# What to produce:
Each line of the listing below should come back exactly as it is.

# Input for this task:
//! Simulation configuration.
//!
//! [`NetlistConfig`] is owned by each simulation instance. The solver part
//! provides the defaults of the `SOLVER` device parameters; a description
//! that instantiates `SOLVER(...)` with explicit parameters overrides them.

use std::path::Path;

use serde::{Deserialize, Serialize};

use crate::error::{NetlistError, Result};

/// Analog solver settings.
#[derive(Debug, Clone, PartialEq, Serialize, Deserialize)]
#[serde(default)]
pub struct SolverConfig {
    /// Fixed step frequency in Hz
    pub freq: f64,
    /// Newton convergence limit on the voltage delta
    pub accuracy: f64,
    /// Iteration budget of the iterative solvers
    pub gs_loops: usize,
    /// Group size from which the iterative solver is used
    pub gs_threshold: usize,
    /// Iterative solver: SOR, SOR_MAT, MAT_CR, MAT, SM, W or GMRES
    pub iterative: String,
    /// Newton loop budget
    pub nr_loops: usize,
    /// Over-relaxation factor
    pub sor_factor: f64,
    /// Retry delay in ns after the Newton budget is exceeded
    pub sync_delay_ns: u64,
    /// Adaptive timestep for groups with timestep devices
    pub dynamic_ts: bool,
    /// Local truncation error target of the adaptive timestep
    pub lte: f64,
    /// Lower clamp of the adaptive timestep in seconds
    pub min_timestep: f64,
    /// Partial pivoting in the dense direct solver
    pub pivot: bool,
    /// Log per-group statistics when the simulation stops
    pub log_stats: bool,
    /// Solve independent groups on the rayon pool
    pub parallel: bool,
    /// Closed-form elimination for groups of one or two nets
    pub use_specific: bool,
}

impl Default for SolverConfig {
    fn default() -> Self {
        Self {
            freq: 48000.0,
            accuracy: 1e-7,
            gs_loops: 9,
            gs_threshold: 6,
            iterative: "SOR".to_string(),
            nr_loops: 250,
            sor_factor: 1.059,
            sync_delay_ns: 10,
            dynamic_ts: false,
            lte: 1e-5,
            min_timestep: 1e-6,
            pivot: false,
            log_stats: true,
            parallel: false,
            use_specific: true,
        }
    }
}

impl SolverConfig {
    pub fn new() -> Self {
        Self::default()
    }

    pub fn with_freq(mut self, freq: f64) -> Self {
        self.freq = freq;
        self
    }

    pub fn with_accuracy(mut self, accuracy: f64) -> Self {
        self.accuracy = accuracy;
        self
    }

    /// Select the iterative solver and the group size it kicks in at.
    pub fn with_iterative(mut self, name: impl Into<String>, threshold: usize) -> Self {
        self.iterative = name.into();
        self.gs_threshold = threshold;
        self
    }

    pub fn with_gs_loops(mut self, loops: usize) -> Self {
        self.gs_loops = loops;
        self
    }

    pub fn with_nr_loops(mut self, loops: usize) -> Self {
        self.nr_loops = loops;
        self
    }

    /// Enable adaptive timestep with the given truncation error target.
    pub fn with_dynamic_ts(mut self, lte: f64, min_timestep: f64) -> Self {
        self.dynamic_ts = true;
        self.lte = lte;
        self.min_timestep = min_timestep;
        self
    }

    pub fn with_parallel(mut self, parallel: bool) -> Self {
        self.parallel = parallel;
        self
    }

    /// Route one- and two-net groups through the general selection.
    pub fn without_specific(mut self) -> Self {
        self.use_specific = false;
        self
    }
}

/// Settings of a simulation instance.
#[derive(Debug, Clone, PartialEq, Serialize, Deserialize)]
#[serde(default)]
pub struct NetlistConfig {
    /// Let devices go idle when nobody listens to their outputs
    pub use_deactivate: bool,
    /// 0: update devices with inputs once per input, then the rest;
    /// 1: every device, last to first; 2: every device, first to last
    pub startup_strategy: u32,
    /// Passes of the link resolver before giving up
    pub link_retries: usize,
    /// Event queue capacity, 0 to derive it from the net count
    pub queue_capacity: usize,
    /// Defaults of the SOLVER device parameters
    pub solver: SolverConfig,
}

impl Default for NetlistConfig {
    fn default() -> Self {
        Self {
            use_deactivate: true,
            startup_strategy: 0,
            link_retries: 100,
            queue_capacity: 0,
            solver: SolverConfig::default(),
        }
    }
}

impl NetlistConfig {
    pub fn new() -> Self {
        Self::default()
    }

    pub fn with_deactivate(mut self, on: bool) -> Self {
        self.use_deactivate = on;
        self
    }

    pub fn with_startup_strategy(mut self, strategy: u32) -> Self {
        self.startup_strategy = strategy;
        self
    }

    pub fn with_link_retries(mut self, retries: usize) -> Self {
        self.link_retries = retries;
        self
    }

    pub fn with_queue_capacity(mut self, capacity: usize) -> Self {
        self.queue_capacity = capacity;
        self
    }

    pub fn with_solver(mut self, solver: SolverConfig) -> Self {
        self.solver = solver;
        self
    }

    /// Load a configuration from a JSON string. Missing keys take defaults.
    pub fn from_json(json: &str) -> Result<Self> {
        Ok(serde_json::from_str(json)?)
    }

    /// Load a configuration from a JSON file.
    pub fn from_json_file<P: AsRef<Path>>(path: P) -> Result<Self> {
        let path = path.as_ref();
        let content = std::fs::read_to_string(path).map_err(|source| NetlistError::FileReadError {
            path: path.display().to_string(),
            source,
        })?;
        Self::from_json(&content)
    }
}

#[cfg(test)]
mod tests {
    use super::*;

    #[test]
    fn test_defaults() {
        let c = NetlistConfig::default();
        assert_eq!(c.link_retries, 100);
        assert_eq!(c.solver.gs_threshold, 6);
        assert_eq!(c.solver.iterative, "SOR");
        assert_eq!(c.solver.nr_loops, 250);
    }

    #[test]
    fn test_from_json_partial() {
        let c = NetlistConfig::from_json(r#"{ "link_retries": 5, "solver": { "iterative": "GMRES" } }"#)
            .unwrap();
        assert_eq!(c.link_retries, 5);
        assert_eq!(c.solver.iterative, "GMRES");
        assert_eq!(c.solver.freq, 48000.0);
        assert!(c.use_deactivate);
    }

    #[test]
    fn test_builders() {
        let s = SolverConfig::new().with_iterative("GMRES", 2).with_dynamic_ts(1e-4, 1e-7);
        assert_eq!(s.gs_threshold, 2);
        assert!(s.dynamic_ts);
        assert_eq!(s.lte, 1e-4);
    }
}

# Task solution:
//! Simulation configuration.
//!
//! [`NetlistConfig`] is owned by each simulation instance. The solver part
//! provides the defaults of the `SOLVER` device parameters; a description
//! that instantiates `SOLVER(...)` with explicit parameters overrides them.

use std::path::Path;

use serde::{Deserialize, Serialize};

use crate::error::{NetlistError, Result};

/// Analog solver settings.
#[derive(Debug, Clone, PartialEq, Serialize, Deserialize)]
#[serde(default)]
pub struct SolverConfig {
    /// Fixed step frequency in Hz
    pub freq: f64,
    /// Newton convergence limit on the voltage delta
    pub accuracy: f64,
    /// Iteration budget of the iterative solvers
    pub gs_loops: usize,
    /// Group size from which the iterative solver is used
    pub gs_threshold: usize,
    /// Iterative solver: SOR, SOR_MAT, MAT_CR, MAT, SM, W or GMRES
    pub iterative: String,
    /// Newton loop budget
    pub nr_loops: usize,
    /// Over-relaxation factor
    pub sor_factor: f64,
    /// Retry delay in ns after the Newton budget is exceeded
    pub sync_delay_ns: u64,
    /// Adaptive timestep for groups with timestep devices
    pub dynamic_ts: bool,
    /// Local truncation error target of the adaptive timestep
    pub lte: f64,
    /// Lower clamp of the adaptive timestep in seconds
    pub min_timestep: f64,
    /// Partial pivoting in the dense direct solver
    pub pivot: bool,
    /// Log per-group statistics when the simulation stops
    pub log_stats: bool,
    /// Solve independent groups on the rayon pool
    pub parallel: bool,
    /// Closed-form elimination for groups of one or two nets
    pub use_specific: bool,
}

impl Default for SolverConfig {
    fn default() -> Self {
        Self {
            freq: 48000.0,
            accuracy: 1e-7,
            gs_loops: 9,
            gs_threshold: 6,
            iterative: "SOR".to_string(),
            nr_loops: 250,
            sor_factor: 1.059,
            sync_delay_ns: 10,
            dynamic_ts: false,
            lte: 1e-5,
            min_timestep: 1e-6,
            pivot: false,
            log_stats: true,
            parallel: false,
            use_specific: true,
        }
    }
}

impl SolverConfig {
    pub fn new() -> Self {
        Self::default()
    }

    pub fn with_freq(mut self, freq: f64) -> Self {
        self.freq = freq;
        self
    }

    pub fn with_accuracy(mut self, accuracy: f64) -> Self {
        self.accuracy = accuracy;
        self
    }

    /// Select the iterative solver and the group size it kicks in at.
    pub fn with_iterative(mut self, name: impl Into<String>, threshold: usize) -> Self {
        self.iterative = name.into();
        self.gs_threshold = threshold;
        self
    }

    pub fn with_gs_loops(mut self, loops: usize) -> Self {
        self.gs_loops = loops;
        self
    }

    pub fn with_nr_loops(mut self, loops: usize) -> Self {
        self.nr_loops = loops;
        self
    }

    /// Enable adaptive timestep with the given truncation error target.
    pub fn with_dynamic_ts(mut self, lte: f64, min_timestep: f64) -> Self {
        self.dynamic_ts = true;
        self.lte = lte;
        self.min_timestep = min_timestep;
        self
    }

    pub fn with_parallel(mut self, parallel: bool) -> Self {
        self.parallel = parallel;
        self
    }

    /// Route one- and two-net groups through the general selection.
    pub fn without_specific(mut self) -> Self {
        self.use_specific = false;
        self
    }
}

/// Settings of a simulation instance.
#[derive(Debug, Clone, PartialEq, Serialize, Deserialize)]
#[serde(default)]
pub struct NetlistConfig {
    /// Let devices go idle when nobody listens to their outputs
    pub use_deactivate: bool,
    /// 0: update devices with inputs once per input, then the rest;
    /// 1: every device, last to first; 2: every device, first to last
    pub startup_strategy: u32,
    /// Passes of the link resolver before giving up
    pub link_retries: usize,
    /// Event queue capacity, 0 to derive it from the net count
    pub queue_capacity: usize,
    /// Defaults of the SOLVER device parameters
    pub solver: SolverConfig,
}

impl Default for NetlistConfig {
    fn default() -> Self {
        Self {
            use_deactivate: true,
            startup_strategy: 0,
            link_retries: 100,
            queue_capacity: 0,
            solver: SolverConfig::default(),
        }
    }
}

impl NetlistConfig {
    pub fn new() -> Self {
        Self::default()
    }

    pub fn with_deactivate(mut self, on: bool) -> Self {
        self.use_deactivate = on;
        self
    }

    pub fn with_startup_strategy(mut self, strategy: u32) -> Self {
        self.startup_strategy = strategy;
        self
    }

    pub fn with_link_retries(mut self, retries: usize) -> Self {
        self.link_retries = retries;
        self
    }

    pub fn with_queue_capacity(mut self, capacity: usize) -> Self {
        self.queue_capacity = capacity;
        self
    }

    pub fn with_solver(mut self, solver: SolverConfig) -> Self {
        self.solver = solver;
        self
    }

    /// Load a configuration from a JSON string. Missing keys take defaults.
    pub fn from_json(json: &str) -> Result<Self> {
        Ok(serde_json::from_str(json)?)
    }

    /// Load a configuration from a JSON file.
    pub fn from_json_file<P: AsRef<Path>>(path: P) -> Result<Self> {
        let path = path.as_ref();
        let content = std::fs::read_to_string(path).map_err(|source| NetlistError::FileReadError {
            path: path.display().to_string(),
            source,
        })?;
        Self::from_json(&content)
    }
}

#[cfg(test)]
mod tests {
    use super::*;

    #[test]
    fn test_defaults() {
        let c = NetlistConfig::default();
        assert_eq!(c.link_retries, 100);
        assert_eq!(c.solver.gs_threshold, 6);
        assert_eq!(c.solver.iterative, "SOR");
        assert_eq!(c.solver.nr_loops, 250);
    }

    #[test]
    fn test_from_json_partial() {
        let c = NetlistConfig::from_json(r#"{ "link_retries": 5, "solver": { "iterative": "GMRES" } }"#)
            .unwrap();
        assert_eq!(c.link_retries, 5);
        assert_eq!(c.solver.iterative, "GMRES");
        assert_eq!(c.solver.freq, 48000.0);
        assert!(c.use_deactivate);
    }

    #[test]
    fn test_builders() {
        let s = SolverConfig::new().with_iterative("GMRES", 2).with_dynamic_ts(1e-4, 1e-7);
        assert_eq!(s.gs_threshold, 2);
        assert!(s.dynamic_ts);
        assert_eq!(s.lte, 1e-4);
    }
}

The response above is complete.